Jess Arno (No Place for a Lady)

Created by Eric Taylor

The film, No Place for a Lady (1943) starts with a scam worthy of the World War II era: a load of brand new rubber tires en route to an Los Angeles warehouse is swapped for a bunch of worthless used ones, the idea being to set them on fire before the switcheroo is discovered.

Meanwhile, San Francisco private detective JESS ARNO (William Gargan) is driving his rich client (Phyllis Brooks), recently cleared of a murder charge, to his beach house, where he hopes to hide her from the press. But when they arrive, they discover the corpse of a woman. Arno drives to a nearby club to call the cops, but of course when the police arrive, the corpse has taken a powder. You can see where this is going–the police think Arno’s up to something. Meanwhile, Arno’s girlfriend (Margaret Lindsay), a real estate agent who’s insanely jealous (par for the course for detective’s girlfriends of the era), suspects that Arno may be playing hanky-panky with his client.

Naturally, the two subplots, thanks to a string of eyeball-rolling coincidences, mush together (more or less), and soon enough Arno is hot on the trail of the killer.

It’s not a bad little flick, if you don’t mind a few plot holes and some comedy “bits” apparently left over from a Three Stooges project–the production values are decent, and the cast is top-loaded with solid B-flick regulars, such as James Burke, Thomas Jackson, Dick Purcell, Jerome Cowan and Edward Norris. But don’t waste your time trying to figure it out. Seriously.

I still can’t figure it out, and yet, I kinda enjoyed it. It’s a fun ride– so just strap yourself in, and watch them all chew the scenery.

Eric Taylor was something of a B-flick regular himself–he also did the screenplays for Lady in the Morgue, the Crime Doctor series, a couple of Dick Tracy films, Jim Hanvey, Detective and numerous Ellery Queen flicks, including the three that William Gargan starred in.
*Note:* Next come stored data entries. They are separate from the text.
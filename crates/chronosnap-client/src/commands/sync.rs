//! Sync command: request the matched dataset, filter it, render it.

use chrono::NaiveDate;

use chronosnap_protocol::{Request, Response};

use crate::cli::Cli;
use crate::config::ClientConfig;
use crate::error::{ClientError, ClientResult};
use crate::render::{filter_by_date_range, filter_by_search, render_matches};
use crate::socket::SocketClient;

/// Runs one sync and prints the (optionally filtered) results.
pub async fn run(
    cli: &Cli,
    config: &ClientConfig,
    search: Option<&str>,
    from: Option<NaiveDate>,
    to: Option<NaiveDate>,
    json: bool,
) -> ClientResult<()> {
    let client = SocketClient::new(cli.resolve_socket_path(config), cli.resolve_timeout(config));

    let response = client.send(Request::Sync).await?;
    let (matches, summary) = match response {
        Response::Matches { matches, summary } => (matches, summary),
        Response::Error { error } => return Err(ClientError::Daemon(error.to_string())),
        other => {
            return Err(ClientError::Protocol(format!(
                "unexpected response to Sync: {:?}",
                other
            )));
        }
    };

    // Filters run over the in-memory result of this sync only.
    let mut shown = matches;
    let mut title = format!(
        "Sync complete: {} items loaded ({} events, {} tasks, {} appointments)",
        summary.total, summary.events, summary.tasks, summary.appointments
    );

    if let Some(term) = search {
        shown = filter_by_search(&shown, term);
        title = format!("Search results for \"{}\"", term);
    }

    if let (Some(from), Some(to)) = (from, to) {
        shown = filter_by_date_range(&shown, from, to);
        title = format!("{} (from {} to {})", title, from, to);
    }

    if json {
        let rendered = serde_json::to_string_pretty(&shown)
            .map_err(|e| ClientError::Protocol(format!("failed to encode matches: {}", e)))?;
        println!("{}", rendered);
    } else {
        print!("{}", render_matches(&shown, &title));
    }

    Ok(())
}
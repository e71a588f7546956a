//! Server configuration.

use std::path::PathBuf;
use std::time::Duration;

/// Server configuration.
#[derive(Debug, Clone)]
pub struct ServerConfig {
    /// Path to the Unix socket.
    pub socket_path: PathBuf,

    /// Per-connection read/write timeout.
    pub connection_timeout: Duration,

    /// Maximum concurrent connections.
    pub max_connections: usize,

    /// Whether to remove a stale socket on startup.
    pub cleanup_stale_socket: bool,
}

impl Default for ServerConfig {
    fn default() -> Self {
        Self {
            socket_path: default_socket_path(),
            connection_timeout: Duration::from_secs(120),
            max_connections: 16,
            cleanup_stale_socket: true,
        }
    }
}

impl ServerConfig {
    /// Creates a server configuration with the given socket path.
    pub fn new(socket_path: impl Into<PathBuf>) -> Self {
        Self {
            socket_path: socket_path.into(),
            ..Default::default()
        }
    }

    /// Builder: set connection timeout.
    pub fn with_connection_timeout(mut self, timeout: Duration) -> Self {
        self.connection_timeout = timeout;
        self
    }

    /// Builder: set max connections.
    pub fn with_max_connections(mut self, max: usize) -> Self {
        self.max_connections = max;
        self
    }

    /// Builder: set cleanup stale socket.
    pub fn with_cleanup_stale_socket(mut self, cleanup: bool) -> Self {
        self.cleanup_stale_socket = cleanup;
        self
    }
}

/// Returns the default socket path.
///
/// Uses `$XDG_RUNTIME_DIR/chronosnap.sock` if available,
/// otherwise falls back to `/tmp/chronosnap-$UID.sock`.
pub fn default_socket_path() -> PathBuf {
    if let Ok(runtime_dir) = std::env::var("XDG_RUNTIME_DIR") {
        PathBuf::from(runtime_dir).join("chronosnap.sock")
    } else {
        #[cfg(unix)]
        let uid = unsafe { libc::getuid() };
        #[cfg(not(unix))]
        let uid = 0;
        PathBuf::from(format!("/tmp/chronosnap-{}.sock", uid))
    }
}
As for “Jess Arno,” Taylor must have really liked that name. He first appeared in “Murder to Music,” a short story in Black Mask in 1936, which was eventually adapted for film in 1946 as Mysterious Intruder. By then, however, No Place for a Lady had appeared, so in the latter film Arno is called Don Gale. But that wasn’t the end. In 1949, Jess Arno appeared once more in the Taylor-scripted film The Devil’s Henchmen.

SHORT STORIES

  • “Murder to Music” (May 1936, Black Mask)

FILMS

  • NO PLACE FOR A LADY
    (1943, Columbia)
    Black & white
    66 minutes
    Story by Eric Taylor
    Screenplay by Eric Taylor
    Directed by James Hogan
    Starring William Gargan as JESS ARNO
    Also starring Margaret Lindsay, Phyllis Brooks, Dick Purcell, Jerome Cowan, Edward Norris, James Burke, Frank M. Thomas, Thomas E. Jackson, Tom Dugan
Respectfully submitted by Kevin Burton Smith.